▶ [PROBLEM STATEMENT] Only one stretch of the records below is wanted: the lines from the one holding "Rust-side names stay" through the one holding "pub struct Provider". Return it exactly, both ends included.

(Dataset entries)
☆ ☆ ☆ ☆

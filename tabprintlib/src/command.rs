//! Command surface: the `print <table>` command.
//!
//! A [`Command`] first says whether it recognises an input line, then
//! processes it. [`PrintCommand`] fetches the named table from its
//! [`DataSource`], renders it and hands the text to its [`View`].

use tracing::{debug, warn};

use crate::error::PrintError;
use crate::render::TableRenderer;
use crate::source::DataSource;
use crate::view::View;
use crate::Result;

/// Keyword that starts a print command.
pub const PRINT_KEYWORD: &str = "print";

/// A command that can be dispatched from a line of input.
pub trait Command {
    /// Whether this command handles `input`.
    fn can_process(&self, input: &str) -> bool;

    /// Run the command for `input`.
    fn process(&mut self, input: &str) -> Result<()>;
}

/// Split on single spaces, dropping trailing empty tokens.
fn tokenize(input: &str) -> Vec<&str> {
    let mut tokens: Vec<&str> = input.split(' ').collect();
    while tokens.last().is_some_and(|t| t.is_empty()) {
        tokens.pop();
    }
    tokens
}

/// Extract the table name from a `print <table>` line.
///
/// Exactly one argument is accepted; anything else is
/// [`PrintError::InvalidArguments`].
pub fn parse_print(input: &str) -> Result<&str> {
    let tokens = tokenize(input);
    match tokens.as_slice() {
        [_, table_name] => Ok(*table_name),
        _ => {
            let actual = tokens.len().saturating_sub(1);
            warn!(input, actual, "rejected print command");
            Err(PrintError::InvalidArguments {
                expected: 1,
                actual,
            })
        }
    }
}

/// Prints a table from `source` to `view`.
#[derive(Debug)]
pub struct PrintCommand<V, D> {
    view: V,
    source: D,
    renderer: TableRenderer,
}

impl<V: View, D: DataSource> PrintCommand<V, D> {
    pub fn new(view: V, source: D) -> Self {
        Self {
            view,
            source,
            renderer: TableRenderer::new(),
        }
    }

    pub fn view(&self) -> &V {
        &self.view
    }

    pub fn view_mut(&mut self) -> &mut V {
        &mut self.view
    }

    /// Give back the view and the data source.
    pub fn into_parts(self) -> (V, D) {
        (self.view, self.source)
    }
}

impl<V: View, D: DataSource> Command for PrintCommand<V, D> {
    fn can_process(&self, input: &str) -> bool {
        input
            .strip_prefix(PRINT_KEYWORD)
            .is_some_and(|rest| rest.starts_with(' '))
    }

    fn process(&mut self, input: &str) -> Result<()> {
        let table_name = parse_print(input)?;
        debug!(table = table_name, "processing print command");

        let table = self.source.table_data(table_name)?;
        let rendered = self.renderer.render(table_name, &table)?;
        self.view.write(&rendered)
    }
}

☆ ☆ ☆ ☆

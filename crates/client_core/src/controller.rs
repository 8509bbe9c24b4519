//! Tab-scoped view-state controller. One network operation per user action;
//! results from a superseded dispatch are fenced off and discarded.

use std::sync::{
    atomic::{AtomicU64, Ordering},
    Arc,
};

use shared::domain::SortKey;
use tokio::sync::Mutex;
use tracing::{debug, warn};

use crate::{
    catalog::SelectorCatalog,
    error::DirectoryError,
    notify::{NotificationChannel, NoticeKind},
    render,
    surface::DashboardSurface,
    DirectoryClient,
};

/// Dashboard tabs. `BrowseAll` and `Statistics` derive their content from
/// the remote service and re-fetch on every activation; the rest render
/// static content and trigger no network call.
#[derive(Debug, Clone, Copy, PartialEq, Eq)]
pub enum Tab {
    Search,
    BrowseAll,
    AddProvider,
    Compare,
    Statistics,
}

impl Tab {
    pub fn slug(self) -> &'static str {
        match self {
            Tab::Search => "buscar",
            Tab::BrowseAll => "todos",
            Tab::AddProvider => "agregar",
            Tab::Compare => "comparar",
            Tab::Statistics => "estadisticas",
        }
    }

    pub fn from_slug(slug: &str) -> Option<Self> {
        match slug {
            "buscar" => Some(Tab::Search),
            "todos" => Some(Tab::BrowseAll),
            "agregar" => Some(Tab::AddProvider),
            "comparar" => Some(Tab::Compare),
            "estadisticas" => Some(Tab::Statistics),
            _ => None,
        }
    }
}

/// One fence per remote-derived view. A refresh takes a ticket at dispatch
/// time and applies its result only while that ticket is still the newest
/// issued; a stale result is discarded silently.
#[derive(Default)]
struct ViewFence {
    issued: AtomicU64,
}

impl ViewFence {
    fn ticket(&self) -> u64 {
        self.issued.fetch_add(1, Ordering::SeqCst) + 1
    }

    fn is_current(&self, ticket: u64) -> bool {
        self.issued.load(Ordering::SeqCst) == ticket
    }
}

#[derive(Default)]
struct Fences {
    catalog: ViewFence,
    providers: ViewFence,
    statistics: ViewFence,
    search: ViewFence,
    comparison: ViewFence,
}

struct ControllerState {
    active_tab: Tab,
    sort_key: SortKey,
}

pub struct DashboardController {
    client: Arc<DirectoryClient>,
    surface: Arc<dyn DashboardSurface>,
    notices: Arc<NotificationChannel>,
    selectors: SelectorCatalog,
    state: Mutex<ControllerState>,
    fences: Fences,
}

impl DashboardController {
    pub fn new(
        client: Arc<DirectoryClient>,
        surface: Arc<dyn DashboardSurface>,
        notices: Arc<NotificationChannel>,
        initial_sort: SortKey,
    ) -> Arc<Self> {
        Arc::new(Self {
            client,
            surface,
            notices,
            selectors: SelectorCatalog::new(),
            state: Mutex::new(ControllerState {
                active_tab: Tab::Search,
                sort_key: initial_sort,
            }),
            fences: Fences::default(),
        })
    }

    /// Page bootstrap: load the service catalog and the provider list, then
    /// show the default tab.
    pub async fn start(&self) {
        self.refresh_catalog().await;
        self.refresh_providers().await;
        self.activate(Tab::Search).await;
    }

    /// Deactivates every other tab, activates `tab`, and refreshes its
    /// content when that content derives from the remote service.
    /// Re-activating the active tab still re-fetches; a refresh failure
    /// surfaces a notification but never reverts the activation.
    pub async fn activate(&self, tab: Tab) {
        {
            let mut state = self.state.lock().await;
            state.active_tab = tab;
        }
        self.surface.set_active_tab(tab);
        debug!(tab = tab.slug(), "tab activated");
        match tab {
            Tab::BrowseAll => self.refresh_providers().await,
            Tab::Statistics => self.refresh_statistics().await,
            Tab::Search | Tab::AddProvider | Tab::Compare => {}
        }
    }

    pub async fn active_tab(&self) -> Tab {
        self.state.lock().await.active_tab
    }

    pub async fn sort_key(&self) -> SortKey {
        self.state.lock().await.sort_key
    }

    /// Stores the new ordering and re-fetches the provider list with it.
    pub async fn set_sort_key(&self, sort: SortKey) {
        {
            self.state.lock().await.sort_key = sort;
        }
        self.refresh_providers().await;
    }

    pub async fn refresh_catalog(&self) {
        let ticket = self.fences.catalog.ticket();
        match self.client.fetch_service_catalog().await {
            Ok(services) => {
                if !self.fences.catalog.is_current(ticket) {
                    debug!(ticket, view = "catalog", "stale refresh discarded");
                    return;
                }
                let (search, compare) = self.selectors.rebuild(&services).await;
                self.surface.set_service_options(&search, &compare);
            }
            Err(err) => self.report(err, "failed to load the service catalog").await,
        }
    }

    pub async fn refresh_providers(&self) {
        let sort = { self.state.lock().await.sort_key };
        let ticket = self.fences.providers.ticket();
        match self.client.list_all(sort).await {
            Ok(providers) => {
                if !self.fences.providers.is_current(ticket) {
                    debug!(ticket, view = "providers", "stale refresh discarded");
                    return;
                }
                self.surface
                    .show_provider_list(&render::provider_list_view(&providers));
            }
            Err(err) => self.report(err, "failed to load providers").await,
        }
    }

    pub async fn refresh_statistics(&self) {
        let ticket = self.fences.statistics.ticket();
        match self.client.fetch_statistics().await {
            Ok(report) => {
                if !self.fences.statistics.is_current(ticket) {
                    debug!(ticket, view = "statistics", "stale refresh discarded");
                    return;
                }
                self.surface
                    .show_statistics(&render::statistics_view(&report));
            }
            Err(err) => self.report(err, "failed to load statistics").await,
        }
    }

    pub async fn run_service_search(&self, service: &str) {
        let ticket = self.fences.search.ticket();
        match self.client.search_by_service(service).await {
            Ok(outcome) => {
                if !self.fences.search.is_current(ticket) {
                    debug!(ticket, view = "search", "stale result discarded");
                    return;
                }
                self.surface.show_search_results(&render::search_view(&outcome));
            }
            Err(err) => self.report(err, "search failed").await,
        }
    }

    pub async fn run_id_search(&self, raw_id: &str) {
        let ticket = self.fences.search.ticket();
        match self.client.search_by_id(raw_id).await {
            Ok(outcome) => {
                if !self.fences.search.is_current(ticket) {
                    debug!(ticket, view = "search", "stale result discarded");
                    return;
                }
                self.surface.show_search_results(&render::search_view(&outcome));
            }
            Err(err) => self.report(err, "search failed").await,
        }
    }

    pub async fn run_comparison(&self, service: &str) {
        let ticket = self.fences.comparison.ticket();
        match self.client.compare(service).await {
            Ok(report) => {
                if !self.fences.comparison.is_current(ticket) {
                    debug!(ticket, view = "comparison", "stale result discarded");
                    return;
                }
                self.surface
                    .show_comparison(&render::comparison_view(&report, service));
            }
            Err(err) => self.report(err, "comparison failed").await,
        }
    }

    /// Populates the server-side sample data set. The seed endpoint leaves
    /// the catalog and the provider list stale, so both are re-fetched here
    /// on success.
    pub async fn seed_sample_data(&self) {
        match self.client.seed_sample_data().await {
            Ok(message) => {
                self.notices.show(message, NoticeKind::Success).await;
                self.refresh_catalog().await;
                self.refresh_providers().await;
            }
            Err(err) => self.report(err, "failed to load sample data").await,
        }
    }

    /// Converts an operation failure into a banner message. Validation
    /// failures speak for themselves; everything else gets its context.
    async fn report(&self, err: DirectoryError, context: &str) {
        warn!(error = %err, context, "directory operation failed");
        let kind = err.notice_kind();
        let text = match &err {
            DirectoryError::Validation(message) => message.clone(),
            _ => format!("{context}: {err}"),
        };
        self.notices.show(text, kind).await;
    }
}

☆ ☆ ☆ ☆

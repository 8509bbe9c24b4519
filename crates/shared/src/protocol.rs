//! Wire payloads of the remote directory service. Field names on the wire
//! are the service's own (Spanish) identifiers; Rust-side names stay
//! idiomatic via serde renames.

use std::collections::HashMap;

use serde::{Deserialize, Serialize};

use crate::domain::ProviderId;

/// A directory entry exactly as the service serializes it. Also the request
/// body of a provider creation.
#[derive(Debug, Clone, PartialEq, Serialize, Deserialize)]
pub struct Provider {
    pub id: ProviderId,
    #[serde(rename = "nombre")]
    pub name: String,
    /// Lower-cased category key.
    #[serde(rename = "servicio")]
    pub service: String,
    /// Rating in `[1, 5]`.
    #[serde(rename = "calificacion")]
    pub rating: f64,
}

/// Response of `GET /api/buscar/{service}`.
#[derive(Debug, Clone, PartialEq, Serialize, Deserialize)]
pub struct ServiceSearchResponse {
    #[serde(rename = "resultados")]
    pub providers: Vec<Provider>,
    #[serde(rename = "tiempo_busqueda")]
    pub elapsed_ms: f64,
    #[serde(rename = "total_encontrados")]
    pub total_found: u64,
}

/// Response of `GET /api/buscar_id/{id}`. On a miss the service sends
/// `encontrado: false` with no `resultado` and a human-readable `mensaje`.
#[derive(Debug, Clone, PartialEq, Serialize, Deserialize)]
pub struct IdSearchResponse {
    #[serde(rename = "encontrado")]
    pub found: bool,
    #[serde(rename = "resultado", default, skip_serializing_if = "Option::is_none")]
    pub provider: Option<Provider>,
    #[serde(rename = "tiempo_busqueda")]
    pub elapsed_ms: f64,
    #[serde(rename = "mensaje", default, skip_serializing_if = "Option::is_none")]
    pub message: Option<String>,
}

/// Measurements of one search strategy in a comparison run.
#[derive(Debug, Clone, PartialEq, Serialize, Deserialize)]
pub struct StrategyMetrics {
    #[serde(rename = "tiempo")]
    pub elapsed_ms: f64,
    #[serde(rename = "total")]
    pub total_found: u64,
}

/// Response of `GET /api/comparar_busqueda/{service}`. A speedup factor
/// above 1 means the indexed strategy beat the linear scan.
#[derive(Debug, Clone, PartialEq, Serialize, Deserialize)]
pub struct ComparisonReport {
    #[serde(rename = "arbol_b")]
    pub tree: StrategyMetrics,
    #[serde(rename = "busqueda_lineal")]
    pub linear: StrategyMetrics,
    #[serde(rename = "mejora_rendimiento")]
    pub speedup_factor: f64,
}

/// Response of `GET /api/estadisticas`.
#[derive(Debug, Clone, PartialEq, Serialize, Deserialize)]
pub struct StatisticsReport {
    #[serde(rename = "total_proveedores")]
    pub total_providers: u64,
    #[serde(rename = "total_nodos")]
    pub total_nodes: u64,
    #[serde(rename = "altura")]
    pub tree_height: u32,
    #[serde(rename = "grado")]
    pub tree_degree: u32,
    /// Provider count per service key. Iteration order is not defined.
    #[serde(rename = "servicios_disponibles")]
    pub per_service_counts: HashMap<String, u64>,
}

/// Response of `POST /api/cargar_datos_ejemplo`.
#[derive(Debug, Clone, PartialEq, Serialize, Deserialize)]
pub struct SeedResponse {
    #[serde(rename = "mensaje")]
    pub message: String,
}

☆ ☆ ☆ ☆

▶ [TASK SOLUTION]
//! are the service's own (Spanish) identifiers; Rust-side names stay
//! idiomatic via serde renames.

use std::collections::HashMap;

use serde::{Deserialize, Serialize};

use crate::domain::ProviderId;

/// A directory entry exactly as the service serializes it. Also the request
/// body of a provider creation.
#[derive(Debug, Clone, PartialEq, Serialize, Deserialize)]
pub struct Provider {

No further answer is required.